What is the Java virtual machine stack?

Java Virtual Machine Stack (Java Virtual Machine Stack), also called Java stack in the early days. Each thread will create a virtual machine stack when it is created, which stores stack frames one by one, corresponding to Java method calls one after another, and is private to the thread.

life cycle

The life cycle is consistent with the thread

effect

Responsible for the running of Java programs, it saves local variables and partial results of methods, and participates in the calling and return of methods.

Features of the stack

The stack is a fast and efficient way to allocate storage, and its access speed is second only to the sequence counter.

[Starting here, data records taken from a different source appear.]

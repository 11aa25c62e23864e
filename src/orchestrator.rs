//! Route recomputation state machine.
//!
//! The orchestrator does no I/O. It turns waypoint snapshots into
//! [`RouteRequest`]s and folds gateway replies back into the visible state.
//! Every request carries a token taken from a monotonically increasing
//! counter; a reply is applied only when its token is the one currently
//! pending, so a slow reply to a superseded request can never overwrite
//! the result for newer edits.

use tracing::{debug, info, warn};

use crate::error::RoutingError;
use crate::route::RouteView;
use crate::traits::DirectionsResponse;
use crate::waypoints::WaypointSnapshot;

/// Minimum number of waypoints for which a route is defined.
pub const MIN_WAYPOINTS: usize = 2;

#[derive(Debug, Clone, Copy, PartialEq, Eq)]
pub enum RouteState {
    /// Fewer than two waypoints.
    Idle,
    /// A request for the latest snapshot is outstanding.
    Computing,
    /// The latest snapshot was routed successfully.
    Ready,
    /// Routing the latest snapshot failed.
    Failed,
}

/// One routing job for the gateway.
#[derive(Debug, Clone, PartialEq)]
pub struct RouteRequest {
    pub token: u64,
    /// (longitude, latitude) pairs in visiting order.
    pub coordinates: Vec<(f64, f64)>,
}

/// What became of a gateway reply.
#[derive(Debug, Clone, Copy, PartialEq, Eq)]
pub enum ReplyOutcome {
    Applied,
    Discarded,
}

#[derive(Debug)]
pub struct RouteOrchestrator {
    state: RouteState,
    next_token: u64,
    pending_token: Option<u64>,
    pending_waypoints: Option<WaypointSnapshot>,
    routed_waypoints: Option<WaypointSnapshot>,
    current_route: Option<RouteView>,
    last_error: Option<RoutingError>,
}

impl Default for RouteOrchestrator {
    fn default() -> Self {
        Self {
            state: RouteState::Idle,
            next_token: 1,
            pending_token: None,
            pending_waypoints: None,
            routed_waypoints: None,
            current_route: None,
            last_error: None,
        }
    }
}

impl RouteOrchestrator {
    pub fn new() -> Self {
        Self::default()
    }

    pub fn state(&self) -> RouteState {
        self.state
    }

    pub fn current_route(&self) -> Option<&RouteView> {
        self.current_route.as_ref()
    }

    pub fn last_error(&self) -> Option<&RoutingError> {
        self.last_error.as_ref()
    }

    pub fn pending_token(&self) -> Option<u64> {
        self.pending_token
    }

    /// Waypoints the current route was computed for.
    pub fn routed_waypoints(&self) -> Option<&WaypointSnapshot> {
        self.routed_waypoints.as_ref()
    }

    /// Reacts to a new waypoint snapshot.
    ///
    /// Returns the request to dispatch, or `None` when the collection is too
    /// small to route. Any request still in flight is superseded.
    pub fn on_waypoints_changed(&mut self, snapshot: WaypointSnapshot) -> Option<RouteRequest> {
        if snapshot.len() < MIN_WAYPOINTS {
            if self.state != RouteState::Idle {
                debug!(waypoints = snapshot.len(), "too few waypoints, going idle");
            }
            self.reset();
            return None;
        }

        let token = self.next_token;
        self.next_token += 1;

        if let Some(superseded) = self.pending_token.replace(token) {
            debug!(superseded, token, "superseding in-flight route request");
        }

        let coordinates = snapshot
            .iter()
            .map(|wp| (wp.longitude(), wp.latitude()))
            .collect();

        info!(token, waypoints = snapshot.len(), "requesting route");
        self.pending_waypoints = Some(snapshot);
        self.state = RouteState::Computing;

        Some(RouteRequest { token, coordinates })
    }

    /// Applies a gateway reply if it answers the pending request.
    pub fn on_reply(
        &mut self,
        token: u64,
        reply: Result<DirectionsResponse, RoutingError>,
    ) -> ReplyOutcome {
        if self.pending_token != Some(token) {
            debug!(token, pending = ?self.pending_token, "discarding stale route reply");
            return ReplyOutcome::Discarded;
        }
        self.pending_token = None;
        let waypoints = self.pending_waypoints.take();

        let route = reply.and_then(|response| {
            let raw = response.routes.first().ok_or(RoutingError::NoRouteFound)?;
            RouteView::from_raw(raw)
        });

        match route {
            Ok(route) => {
                info!(
                    token,
                    points = route.path.len(),
                    distance_m = route.distance_meters,
                    duration_s = route.duration_seconds,
                    "route ready"
                );
                self.current_route = Some(route);
                self.routed_waypoints = waypoints;
                self.last_error = None;
                self.state = RouteState::Ready;
            }
            Err(err) => {
                warn!(token, kind = ?err.kind(), error = %err, "route computation failed");
                self.last_error = Some(err);
                self.state = RouteState::Failed;
            }
        }

        ReplyOutcome::Applied
    }

    /// Drops all session state. Replies to requests issued before the reset
    /// will be discarded.
    pub fn reset(&mut self) {
        self.state = RouteState::Idle;
        self.pending_token = None;
        self.pending_waypoints = None;
        self.routed_waypoints = None;
        self.current_route = None;
        self.last_error = None;
    }
}
//! Test fixtures for walk-planner.
//!
//! Provides:
//! - Walkable Las Vegas Strip locations
//! - A scripted in-process directions gateway
//! - One-shot local HTTP servers for the provider clients

#![allow(dead_code, unused_imports)]

pub mod gateway;
pub mod http;
pub mod strip_locations;

pub use gateway::*;
pub use http::*;
pub use strip_locations::*;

The JVM has only two direct operations on the Java stack:

● The execution of each method is accompanied by pushing into the stack (push, push)
● The popping work after the execution is completed

There is no garbage collection problem for the stack (the stack may overflow)

Insert image description here

Interview question: What exceptions did you encounter during development?

Possible Exceptions in the Stack
The Java Virtual Machine specification allows the size of the Java stack to be dynamic or fixed.
If a fixed-size Java virtual machine stack is used, the Java virtual machine stack capacity of each thread can be selected independently when the thread is created. If the stack capacity requested by the thread exceeds the maximum capacity allowed by the Java virtual machine stack, the Java virtual machine will throw a StackOverflowError exception.
If the Java virtual machine stack can be dynamically expanded and cannot apply for enough memory when trying to expand, or there is not enough memory to create the corresponding virtual machine stack when creating a new thread, the Java virtual machine will throw a OutOfMemoryError exception.

public static void main(String[] args) {
    
    
    test();
}
public static void test() {
    
    
    test();
}
//抛出异常:Exception in thread"main"java.lang.StackoverflowError
//程序不断的进行递归调用,而且没有退出条件,就会导致不断地进行压栈。

Set stack memory size

We can use the parameter -Xss option to set the maximum stack space of the thread. The size of the stack directly determines the maximum reachable depth of the function call.

public class StackDeepTest{
    
     
    private static int count=0; 
    public static void recursion(){
    
    
        count++; 
        recursion(); 
    }
    public static void main(String args[]){
    
    
        try{
    
    
            recursion();
        } catch (Throwable e){
    
    
            System.out.println("deep of calling="+count); 
            e.printstackTrace();
        }
    }
}

4.2. Storage unit of stack

4.2.1. What is stored in the stack?

Each thread has its own stack, and the data in the stack exists in the format of a stack frame.

Each method being executed on this thread corresponds to a stack frame.

A stack frame is a memory block and a data set that maintains various data information during method execution.

4.2.2. Stack operation principle

The JVM has only two direct operations on the Java stack, which are pushing and popping stack frames, following the "first in, first out"/"last in, first out" principle.

In an active thread, there will only be one active stack frame at a point in time. That is, only the stack frame of the currently executing method (top stack frame) is valid. This stack frame is called the current stack frame (Current Frame), and the method corresponding to the current stack frame is the current method (Current Method). The class that defines this method is the current class (Current Class).

All bytecode instructions run by the execution engine only operate on the current stack frame.

If other methods are called in this method, the corresponding new stack frame will be created and placed on the top of the stack to become the new current frame.
Insert image description here
Stack frames contained in different threads are not allowed to reference each other, that is, it is impossible to reference a stack frame of another thread in one stack frame.

If the current method calls other methods, when the method returns, the current stack frame will return the execution result of this method to the previous stack frame. Then, the virtual machine discards the current stack frame, making the previous stack frame become the current stack frame again.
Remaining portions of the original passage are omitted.